I started out last Saturday with new resolve. I wanted to not only READ the Torah portion, but WRITE it in my own handwriting. So I did. This practice of slowing down the scriptures lets you see all the words and allow them soak in at a different rate than they do when you simply read them. Listening to them aloud also gives a different perspective. This week, though, was for writing.
It took me all week to write out the five chapters and eight verses that started out the Torah reading for this year. Half the time, I was peaking ahead to see how many more pages, how many more columns I had to write. I got bogged down in the genealogy, even though it's pretty short and has some interesting plot twists.

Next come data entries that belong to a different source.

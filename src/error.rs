//! Error types for fnkit operations.
//!
//! This module defines [`FnkitError`], the primary error type used throughout
//! the crate, and a [`Result`] type alias for convenience.
//!
//! # Error Handling Strategy
//!
//! - Asset errors mean the binary was packaged wrong and abort catalog construction
//! - Template directory and descriptor errors carry the offending path
//! - A missing dependency on the host is not an error (see [`crate::availability`])
//! - Use `anyhow::Error` (via `FnkitError::Other`) for unexpected errors

use std::path::PathBuf;
use thiserror::Error;

/// Core error type for fnkit operations.
#[derive(Debug, Error)]
pub enum FnkitError {
    /// A compiled-in asset root does not exist.
    #[error("Embedded asset root not found: {root}")]
    AssetMissing { root: String },

    /// A compiled-in asset could not be used as template content.
    #[error("Embedded asset {path} is unusable: {message}")]
    AssetInvalid { path: String, message: String },

    /// The template override directory or one of its entries could not be read.
    #[error("Failed to read templates at {path}: {source}")]
    TemplateDirError {
        path: PathBuf,
        #[source]
        source: std::io::Error,
    },

    /// A template descriptor file could not be decoded.
    #[error("Failed to parse template at {path}: {message}")]
    TemplateParseError { path: PathBuf, message: String },

    /// A template descriptor decoded fine but describes an unusable template.
    #[error("Invalid template at {path}: {message}")]
    TemplateInvalid { path: PathBuf, message: String },

    /// Referenced template does not exist in the registry.
    #[error("Unknown template: {name}")]
    UnknownTemplate { name: String },

    /// Scaffolding target already has content.
    #[error("Directory is not empty: {path} (use --force to write into it)")]
    ProjectNotEmpty { path: PathBuf },

    /// External command failed.
    #[error("Command failed with exit code {code:?}: {command}")]
    CommandFailed { command: String, code: Option<i32> },

    /// Failed to parse the user settings file.
    #[error("Failed to parse config at {path}: {message}")]
    ConfigParseError { path: PathBuf, message: String },

    /// IO error wrapper.
    #[error("IO error: {0}")]
    Io(#[from] std::io::Error),

    /// Generic wrapped error for anyhow interop.
    #[error(transparent)]
    Other(#[from] anyhow::Error),
}

/// Result type alias for fnkit operations.
pub type Result<T> = std::result::Result<T, FnkitError>;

I made a lot of mistakes, words I had to cross out because I wasn't paying attention, that I assumed I knew because I'd read these passages so many times.
I would have made a terrible scribe.
Unlike the scribes, though, I've given myself permission to make mistakes. They remind me of the quilters and artists who used to make one deliberate mistake in their work in order to illustrate that God is the only one who is perfect. While I hate to have scratched out words in my hand-written Bible portion, it is visible reminder that I'm not perfect except by the grace of God.
I don't expect to keep up with writing the Torah portion this year, but I am making the goal to write out at least the narrative portions. I think it would kill me to hand-write the Levitical laws and the census of Numbers. Does that make me lazy or realistic?
As I read over what I've written above, it comes across as very self-centered. In the midst of reading about the creation--how the entire universe (or universes, though I can't wrap my head around that one) fell off God's tongue tip, how he spoke worlds and solar systems and galaxies into existence, how he breathed life into what he had made--in the midst of all that, I chose to tell you about me.
That's because I am the center of the universe.
That's because I am the center of the universe.
The same thing struck me about the creation account. All that God made is so vast, it makes my head ache to think about it too much. But the creation account, what is written in the first chapters of Genesis, place the earth and the garden in the very center of creation. The story revolves around one planet, one garden, one man and one woman.
When I tell my daughter about the day she was born, I leave out the extraneous stuff. The story doesn't include anything happening in other towns to other people. It's all about the two of us (with a couple of nods to her dad). I tell her about how cold it was, how the roads were iced and the snow was falling. I tell her about how I felt when, after hours of hard work, I finally held her and looked into her eyes for the first time. I can almost feel that rush of emotion again, just thinking about it.
The creation story in Genesis struck me the same way, like it's God' telling us, his children, about the day we were born. He left out a lot of details, but he told us the parts he knew we'd like to know. He centered the story around us, his children, because he loves us.